▶ _WHAT YOU NEED TO DO_
List every line in this data where the string "collect" occurs.

[DATA PROVIDED Boundary: Start]

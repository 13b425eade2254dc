//! Usage metrics and access logging.

use std::fs::File;
use std::io::Write;
use std::sync::atomic::{AtomicU64, Ordering};

use tracing::warn;

/// Maximum number of rotated access log files to keep.
const MAX_ACCESS_LOG_ROTATIONS: usize = 5;

/// How a prediction request ended.
#[derive(Debug, Clone, Copy, PartialEq, Eq)]
pub enum PredictOutcome {
    Forwarded,
    UpstreamFailure,
    BadRequest,
}

impl PredictOutcome {
    pub fn as_str(&self) -> &'static str {
        match self {
            Self::Forwarded => "forwarded",
            Self::UpstreamFailure => "upstream_failure",
            Self::BadRequest => "bad_request",
        }
    }
}

/// One access log entry.
pub struct RecordEvent<'a> {
    pub outcome: PredictOutcome,
    pub status: u16,
    /// Target that answered, or the last one tried.
    pub target: Option<&'a str>,
    pub attempts: usize,
    pub processing_time_ms: u64,
}

pub struct UsageMetrics {
    /// Prediction requests recorded through [`UsageMetrics::record`].
    pub total_requests: AtomicU64,
    pub forwarded: AtomicU64,
    pub upstream_failures: AtomicU64,
    pub bad_requests: AtomicU64,

    pub ep_predict: AtomicU64,
    pub ep_health: AtomicU64,
    pub ep_stats: AtomicU64,

    access_log: std::sync::Mutex<Option<File>>,
    access_log_path: String,
    access_log_bytes: AtomicU64,
    max_access_log_bytes: u64,
}

impl UsageMetrics {
    pub fn new(access_log_path: &str, max_access_log_bytes: u64) -> Self {
        let file = std::fs::OpenOptions::new()
            .create(true)
            .append(true)
            .open(access_log_path)
            .ok();
        if file.is_none() {
            warn!(path = access_log_path, "could not open access log");
        }
        let current_size = std::fs::metadata(access_log_path)
            .map(|m| m.len())
            .unwrap_or(0);

        Self {
            total_requests: AtomicU64::new(0),
            forwarded: AtomicU64::new(0),
            upstream_failures: AtomicU64::new(0),
            bad_requests: AtomicU64::new(0),
            ep_predict: AtomicU64::new(0),
            ep_health: AtomicU64::new(0),
            ep_stats: AtomicU64::new(0),
            access_log: std::sync::Mutex::new(file),
            access_log_path: access_log_path.to_string(),
            access_log_bytes: AtomicU64::new(current_size),
            max_access_log_bytes,
        }
    }

    pub fn record(&self, event: &RecordEvent<'_>) {
        self.total_requests.fetch_add(1, Ordering::Relaxed);

        let counter = match event.outcome {
            PredictOutcome::Forwarded => &self.forwarded,
            PredictOutcome::UpstreamFailure => &self.upstream_failures,
            PredictOutcome::BadRequest => &self.bad_requests,
        };
        counter.fetch_add(1, Ordering::Relaxed);

        let entry = serde_json::json!({
            "timestamp": chrono::Utc::now().to_rfc3339(),
            "endpoint": "predict",
            "outcome": event.outcome.as_str(),
            "status": event.status,
            "target": event.target,
            "attempts": event.attempts,
            "processing_time_ms": event.processing_time_ms,
        });
        self.append(entry);
    }

    fn append(&self, entry: serde_json::Value) {
        let mut guard = match self.access_log.lock() {
            Ok(guard) => guard,
            Err(e) => {
                warn!(error = %e, "access log lock poisoned, dropping entry");
                return;
            }
        };
        let Some(ref mut file) = *guard else {
            return;
        };

        let mut line = entry.to_string();
        line.push('\n');
        let line_len = line.len() as u64;
        if let Err(e) = file.write_all(line.as_bytes()) {
            warn!(error = %e, "failed to write access log entry");
        }
        let new_size = self.access_log_bytes.fetch_add(line_len, Ordering::Relaxed) + line_len;

        // Rotate if over size limit (0 = no limit)
        if self.max_access_log_bytes > 0 && new_size >= self.max_access_log_bytes {
            for i in (1..MAX_ACCESS_LOG_ROTATIONS).rev() {
                let from = format!("{}.{}", self.access_log_path, i);
                let to = format!("{}.{}", self.access_log_path, i + 1);
                if std::path::Path::new(&from).exists() {
                    if let Err(e) = std::fs::rename(&from, &to) {
                        warn!(from = %from, to = %to, error = %e, "log rotation rename failed");
                    }
                }
            }
            let rotated = format!("{}.1", self.access_log_path);
            if let Err(e) = std::fs::rename(&self.access_log_path, &rotated) {
                warn!(from = %self.access_log_path, to = %rotated, error = %e, "log rotation rename failed");
            }
            if let Ok(new_file) = std::fs::OpenOptions::new()
                .create(true)
                .append(true)
                .open(&self.access_log_path)
            {
                *file = new_file;
                self.access_log_bytes.store(0, Ordering::Relaxed);
            }
        }
    }
}

#[cfg(test)]
mod tests {
    use super::*;

    fn event(outcome: PredictOutcome, status: u16) -> RecordEvent<'static> {
        RecordEvent {
            outcome,
            status,
            target: Some("http://localhost:8000/api/predict/"),
            attempts: 1,
            processing_time_ms: 12,
        }
    }

    #[test]
    fn test_counters_by_outcome() {
        let tmpdir = tempfile::tempdir().expect("failed to create temp dir");
        let path = tmpdir.path().join("access.jsonl");
        let metrics = UsageMetrics::new(path.to_str().unwrap(), 0);

        metrics.record(&event(PredictOutcome::Forwarded, 200));
        metrics.record(&event(PredictOutcome::Forwarded, 200));
        metrics.record(&event(PredictOutcome::UpstreamFailure, 502));
        metrics.record(&event(PredictOutcome::BadRequest, 500));

        assert_eq!(metrics.total_requests.load(Ordering::Relaxed), 4);
        assert_eq!(metrics.forwarded.load(Ordering::Relaxed), 2);
        assert_eq!(metrics.upstream_failures.load(Ordering::Relaxed), 1);
        assert_eq!(metrics.bad_requests.load(Ordering::Relaxed), 1);
    }

    #[test]
    fn test_access_log_lines_are_json() {
        let tmpdir = tempfile::tempdir().expect("failed to create temp dir");
        let path = tmpdir.path().join("access.jsonl");
        let metrics = UsageMetrics::new(path.to_str().unwrap(), 0);

        metrics.record(&event(PredictOutcome::UpstreamFailure, 502));

        let content = std::fs::read_to_string(&path).unwrap();
        let line: serde_json::Value = serde_json::from_str(content.trim()).unwrap();
        assert_eq!(line["outcome"], "upstream_failure");
        assert_eq!(line["status"], 502);
        assert_eq!(line["attempts"], 1);
    }

    #[test]
    fn test_concurrent_records_all_logged() {
        let tmpdir = tempfile::tempdir().expect("failed to create temp dir");
        let path = tmpdir.path().join("access.jsonl");
        let metrics = std::sync::Arc::new(UsageMetrics::new(path.to_str().unwrap(), 0));

        let handles: Vec<_> = (0..8)
            .map(|_| {
                let metrics = metrics.clone();
                std::thread::spawn(move || {
                    for _ in 0..25 {
                        metrics.record(&event(PredictOutcome::Forwarded, 200));
                    }
                })
            })
            .collect();
        for handle in handles {
            handle.join().unwrap();
        }

        let content = std::fs::read_to_string(&path).unwrap();
        assert_eq!(content.lines().count(), 200);
        assert_eq!(metrics.forwarded.load(Ordering::Relaxed), 200);
    }

    #[test]
    fn test_access_log_rotation() {
        let tmpdir = tempfile::tempdir().expect("failed to create temp dir");
        let path = tmpdir.path().join("access.jsonl");
        let path_str = path.to_str().unwrap();
        let metrics = UsageMetrics::new(path_str, 64);

        for _ in 0..3 {
            metrics.record(&event(PredictOutcome::Forwarded, 200));
        }

        assert!(std::path::Path::new(&format!("{}.1", path_str)).exists());
        assert!(path.exists());
    }
}
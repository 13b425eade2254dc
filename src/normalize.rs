//! Response normalization for prediction backends.
//!
//! Backends disagree on field names and value types: the disease flag may be
//! `chronicDisease`, `chronic_disease` or `prediction` and may arrive as a
//! bool, a number or a label such as `"At Risk"`. [`normalize_prediction`]
//! maps any JSON value onto one [`PredictionResult`]. It never fails: absent
//! or unusable fields fall back to defaults.

use serde::{Deserialize, Serialize};
use serde_json::Value;

/// Field names for the disease flag, in lookup order.
pub const DISEASE_KEYS: [&str; 3] = ["chronicDisease", "chronic_disease", "prediction"];

/// Field names for an explicit risk level, in lookup order.
pub const RISK_LEVEL_KEYS: [&str; 3] = ["riskLevel", "risk_level", "risk"];

/// Field names for the confidence percentage, in lookup order.
pub const CONFIDENCE_KEYS: [&str; 2] = ["confidence", "probability"];

const TRUE_LABELS: [&str; 6] = ["yes", "true", "1", "high", "at risk", "risk"];
const FALSE_LABELS: [&str; 6] = ["no", "false", "0", "low", "healthy", "not at risk"];

/// Risk band shown to the user.
#[derive(Debug, Clone, Copy, PartialEq, Eq, Serialize, Deserialize)]
pub enum RiskLevel {
    Low,
    Medium,
    High,
}

impl RiskLevel {
    pub fn as_str(&self) -> &'static str {
        match self {
            Self::Low => "Low",
            Self::Medium => "Medium",
            Self::High => "High",
        }
    }

    /// Map a free-form label onto a band. Unrecognized labels are `High`.
    pub fn from_label(label: &str) -> Self {
        let normalized = label.trim().to_lowercase();
        if normalized.starts_with("low") {
            Self::Low
        } else if normalized.starts_with("medium") || normalized.starts_with("moderate") {
            Self::Medium
        } else {
            Self::High
        }
    }
}

impl std::fmt::Display for RiskLevel {
    fn fmt(&self, f: &mut std::fmt::Formatter<'_>) -> std::fmt::Result {
        f.write_str(self.as_str())
    }
}

/// Canonical prediction result.
#[derive(Debug, Clone, Copy, PartialEq, Serialize, Deserialize)]
pub struct PredictionResult {
    pub at_risk: bool,
    pub risk_level: RiskLevel,
    /// Percentage in [0, 100], two decimals.
    pub confidence: f64,
}

/// First value among `keys` that is present and not null.
pub fn first_present<'a>(raw: &'a Value, keys: &[&str]) -> Option<&'a Value> {
    keys.iter()
        .filter_map(|key| raw.get(*key))
        .find(|value| !value.is_null())
}

/// Text form of a JSON value, following browser string conversion.
///
/// Arrays join their elements with `,` (so `["no"]` reads as `no`), integral
/// numbers drop the fraction and objects become `[object Object]`.
fn text_of(value: &Value) -> String {
    match value {
        Value::Null => String::new(),
        Value::Bool(b) => b.to_string(),
        Value::String(s) => s.clone(),
        Value::Number(n) => match n.as_f64() {
            Some(f) if n.is_f64() && f.fract() == 0.0 && f.abs() < 1e21 => format!("{:.0}", f),
            _ => n.to_string(),
        },
        Value::Array(items) => items.iter().map(text_of).collect::<Vec<_>>().join(","),
        Value::Object(_) => "[object Object]".to_string(),
    }
}

/// Trimmed, lowercased text form of a JSON value.
fn label_of(value: &Value) -> String {
    text_of(value).trim().to_lowercase()
}

fn is_truthy(value: &Value) -> bool {
    match value {
        Value::Null => false,
        Value::Bool(b) => *b,
        Value::Number(n) => n.as_f64().map(|f| f != 0.0 && !f.is_nan()).unwrap_or(false),
        Value::String(s) => !s.is_empty(),
        Value::Array(_) | Value::Object(_) => true,
    }
}

/// Coerce a backend value into an at-risk flag.
pub fn to_boolean_prediction(value: &Value) -> bool {
    match value {
        Value::Bool(b) => *b,
        Value::Number(n) => n.as_f64() == Some(1.0),
        _ => {
            let label = label_of(value);
            if TRUE_LABELS.contains(&label.as_str()) {
                true
            } else if FALSE_LABELS.contains(&label.as_str()) {
                false
            } else {
                is_truthy(value)
            }
        }
    }
}

/// Coerce a backend value into a risk band.
pub fn to_risk_level(value: &Value) -> RiskLevel {
    RiskLevel::from_label(&label_of(value))
}

fn to_number(value: &Value) -> f64 {
    match value {
        Value::Null => 0.0,
        Value::Bool(b) => {
            if *b {
                1.0
            } else {
                0.0
            }
        }
        Value::Number(n) => n.as_f64().unwrap_or(f64::NAN),
        Value::String(s) => parse_number(s),
        Value::Array(_) => parse_number(&text_of(value)),
        Value::Object(_) => f64::NAN,
    }
}

/// Numeric value of a string; blank is 0, `0x`/`0o`/`0b` prefixes select the radix.
fn parse_number(text: &str) -> f64 {
    let trimmed = text.trim();
    if trimmed.is_empty() {
        return 0.0;
    }
    let radix = match trimmed.get(..2).map(str::to_ascii_lowercase).as_deref() {
        Some("0x") => Some(16),
        Some("0o") => Some(8),
        Some("0b") => Some(2),
        _ => None,
    };
    match radix {
        Some(_) if trimmed[2..].starts_with('+') => f64::NAN,
        Some(radix) => u64::from_str_radix(&trimmed[2..], radix)
            .map(|n| n as f64)
            .unwrap_or(f64::NAN),
        None => trimmed.parse::<f64>().unwrap_or(f64::NAN),
    }
}

/// Coerce a backend value into a confidence percentage in [0, 100].
pub fn to_confidence(value: &Value) -> f64 {
    let numeric = to_number(value);
    if !numeric.is_finite() {
        return 0.0;
    }
    let clamped = numeric.clamp(0.0, 100.0);
    (clamped * 100.0).round() / 100.0
}

/// Map an arbitrary backend response onto the canonical result.
pub fn normalize_prediction(raw: &Value) -> PredictionResult {
    let at_risk = first_present(raw, &DISEASE_KEYS)
        .map(to_boolean_prediction)
        .unwrap_or(false);

    let risk_level = match first_present(raw, &RISK_LEVEL_KEYS) {
        Some(value) => to_risk_level(value),
        None if at_risk => RiskLevel::High,
        None => RiskLevel::Low,
    };

    let confidence = first_present(raw, &CONFIDENCE_KEYS)
        .map(to_confidence)
        .unwrap_or(0.0);

    PredictionResult {
        at_risk,
        risk_level,
        confidence,
    }
}
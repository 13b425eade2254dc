//! HTTP endpoint handler functions.

use std::sync::atomic::Ordering;
use std::sync::Arc;
use std::time::Instant;

use axum::http::StatusCode;
use axum::response::{IntoResponse, Response};
use tracing::warn;

use crate::upstream::ForwardOutcome;

use super::logging::{PredictOutcome, RecordEvent};
use super::types::*;
use super::ServerState;

/// Maximum request body size in bytes (1 MB).
pub const MAX_BODY_BYTES: usize = 1024 * 1024;

/// `POST /api/predict`: relay the body to the first healthy backend.
///
/// Returns the backend's JSON unchanged with 200, a 502 aggregate failure
/// when every backend fails, or 500 when the inbound body is not JSON.
pub async fn predict_handler(
    axum::extract::State(state): axum::extract::State<Arc<ServerState>>,
    body: axum::body::Bytes,
) -> Response {
    let start = Instant::now();
    state.usage.ep_predict.fetch_add(1, Ordering::Relaxed);

    let payload: serde_json::Value = match serde_json::from_slice(&body) {
        Ok(v) => v,
        Err(e) => {
            warn!(error = %e, "rejecting unreadable prediction request");
            state.usage.record(&RecordEvent {
                outcome: PredictOutcome::BadRequest,
                status: StatusCode::INTERNAL_SERVER_ERROR.as_u16(),
                target: None,
                attempts: 0,
                processing_time_ms: start.elapsed().as_millis() as u64,
            });
            return (
                StatusCode::INTERNAL_SERVER_ERROR,
                axum::Json(ErrorResponse {
                    error: e.to_string(),
                }),
            )
                .into_response();
        }
    };

    match state.forwarder.forward(&payload).await {
        ForwardOutcome::Success {
            target,
            attempts,
            body,
        } => {
            state.usage.record(&RecordEvent {
                outcome: PredictOutcome::Forwarded,
                status: StatusCode::OK.as_u16(),
                target: Some(target.as_str()),
                attempts,
                processing_time_ms: start.elapsed().as_millis() as u64,
            });
            (StatusCode::OK, axum::Json(body)).into_response()
        }
        ForwardOutcome::Exhausted(failure) => {
            state.usage.record(&RecordEvent {
                outcome: PredictOutcome::UpstreamFailure,
                status: StatusCode::BAD_GATEWAY.as_u16(),
                target: failure.details.as_ref().map(|d| d.target()),
                attempts: failure.attempts.len(),
                processing_time_ms: start.elapsed().as_millis() as u64,
            });
            (StatusCode::BAD_GATEWAY, axum::Json(failure)).into_response()
        }
    }
}

pub async fn health_handler(
    axum::extract::State(state): axum::extract::State<Arc<ServerState>>,
) -> impl axum::response::IntoResponse {
    state.usage.ep_health.fetch_add(1, Ordering::Relaxed);

    let response = HealthResponse {
        status: "ok".to_string(),
        version: env!("CARGO_PKG_VERSION").to_string(),
        uptime_seconds: state.start_time.elapsed().as_secs(),
        upstreams: state.forwarder.bases().to_vec(),
    };
    axum::Json(response)
}

pub async fn stats_handler(
    axum::extract::State(state): axum::extract::State<Arc<ServerState>>,
) -> impl axum::response::IntoResponse {
    state.usage.ep_stats.fetch_add(1, Ordering::Relaxed);

    let response = StatsResponse {
        uptime_seconds: state.start_time.elapsed().as_secs(),
        requests: RequestStats {
            predict_total: state.usage.total_requests.load(Ordering::Relaxed),
            forwarded: state.usage.forwarded.load(Ordering::Relaxed),
            upstream_failures: state.usage.upstream_failures.load(Ordering::Relaxed),
            bad_requests: state.usage.bad_requests.load(Ordering::Relaxed),
        },
        endpoints: EndpointStats {
            predict: state.usage.ep_predict.load(Ordering::Relaxed),
            health: state.usage.ep_health.load(Ordering::Relaxed),
            stats: state.usage.ep_stats.load(Ordering::Relaxed),
        },
    };
    axum::Json(response)
}
use clap::{Parser, Subcommand};
use eyre::{Result, WrapErr};
use std::fs;
use std::path::PathBuf;

use healthgate::request::{
    format_bmi, Alcohol, Diet, Exercise, Gender, HealthForm, PredictionRequest, Smoker,
};
use healthgate::PredictClient;

#[derive(Parser)]
#[command(
    name = "healthgate",
    about = "Prediction gateway for chronic-disease risk assessment."
)]
struct Cli {
    #[command(subcommand)]
    command: Commands,
}

#[derive(Subcommand)]
enum Commands {
    /// Start the HTTP prediction gateway
    Serve {
        /// Address to bind to
        #[arg(long, default_value = "0.0.0.0:3000")]
        bind: String,

        /// Prediction backend base URL (overrides API_URL / NEXT_PUBLIC_API_URL)
        #[arg(long)]
        backend: Option<String>,

        /// Path for JSONL access log
        #[arg(long, default_value = "healthgate-access.jsonl")]
        access_log: String,
    },

    /// Request a prediction from a running gateway
    Predict {
        /// Gateway base URL
        #[arg(long, default_value = "http://127.0.0.1:3000")]
        gateway: String,

        /// JSON request file; replaces the attribute flags below
        #[arg(long)]
        input: Option<PathBuf>,

        #[arg(long, default_value_t = 0)]
        age: u32,
        #[arg(long, value_enum, default_value = "other")]
        gender: Gender,
        /// Height in centimetres
        #[arg(long, default_value_t = 0.0)]
        height: f64,
        /// Weight in kilograms
        #[arg(long, default_value_t = 0.0)]
        weight: f64,
        #[arg(long, value_enum, default_value = "no")]
        smoker: Smoker,
        #[arg(long, value_enum, default_value = "none")]
        alcohol: Alcohol,
        #[arg(long, value_enum, default_value = "none")]
        exercise: Exercise,
        #[arg(long, value_enum, default_value = "good")]
        diet: Diet,
        #[arg(long, default_value_t = 7.0)]
        sleep_hours: f64,
        #[arg(long, default_value_t = 5)]
        stress_level: u8,

        /// Output format: json or summary
        #[arg(long, default_value = "summary")]
        format: String,
    },
}

fn init_tracing() {
    tracing_subscriber::fmt()
        .with_env_filter(
            tracing_subscriber::EnvFilter::try_from_default_env()
                .unwrap_or_else(|_| tracing_subscriber::EnvFilter::new("info")),
        )
        .with_writer(std::io::stderr)
        .init();
}

fn cmd_serve(bind: String, backend: Option<String>, access_log: String) -> Result<()> {
    use healthgate::server::{run_server, ServerConfig};

    let bind_addr = bind
        .parse()
        .wrap_err_with(|| format!("Invalid bind address: {}", bind))?;

    let env_config = ServerConfig::from_env();
    let config = ServerConfig {
        bind_addr,
        backend_url: backend.or(env_config.backend_url),
        access_log_path: access_log,
        ..env_config
    };

    let rt = tokio::runtime::Runtime::new()?;
    rt.block_on(run_server(config))?;

    Ok(())
}

fn cmd_predict(gateway: String, input: Option<PathBuf>, form: HealthForm, format: String) -> Result<()> {
    let request: PredictionRequest = match input {
        Some(path) => {
            let content = fs::read_to_string(&path)
                .wrap_err_with(|| format!("Failed to read {}", path.display()))?;
            serde_json::from_str(&content)
                .wrap_err_with(|| format!("Invalid request JSON in {}", path.display()))?
        }
        None => PredictionRequest::from_form(&form),
    };
    request.validate()?;

    let client = PredictClient::with_base_url(&gateway);
    let rt = tokio::runtime::Runtime::new()?;
    let result = rt.block_on(client.predict(&request))?;

    match format.as_str() {
        "json" => {
            let output = serde_json::json!({
                "request": request,
                "result": result,
            });
            println!("{}", serde_json::to_string_pretty(&output)?);
        }
        _ => {
            println!("Health Risk Assessment");
            println!("======================");
            println!("BMI:            {}", format_bmi(request.height(), request.weight()));
            println!();
            println!(
                "Chronic risk:   {}",
                if result.at_risk { "At Risk" } else { "Healthy" }
            );
            println!("Risk level:     {}", result.risk_level);
            println!("Confidence:     {:.2}%", result.confidence);
        }
    }

    Ok(())
}

fn main() {
    init_tracing();
    let cli = Cli::parse();

    let result = match cli.command {
        Commands::Serve {
            bind,
            backend,
            access_log,
        } => cmd_serve(bind, backend, access_log),
        Commands::Predict {
            gateway,
            input,
            age,
            gender,
            height,
            weight,
            smoker,
            alcohol,
            exercise,
            diet,
            sleep_hours,
            stress_level,
            format,
        } => {
            let form = HealthForm {
                age,
                gender,
                height_cm: height,
                weight_kg: weight,
                smoker,
                alcohol,
                exercise,
                diet,
                sleep_hours,
                stress_level,
            };
            cmd_predict(gateway, input, form, format)
        }
    };

    if let Err(e) = result {
        eprintln!("Error: {e:?}");
        std::process::exit(1);
    }
}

[DATA PROVIDED Boundary: End]

▶ _EXERCISE RESULT_
            .collect();
        Value::Array(items) => items.iter().map(text_of).collect::<Vec<_>>().join(","),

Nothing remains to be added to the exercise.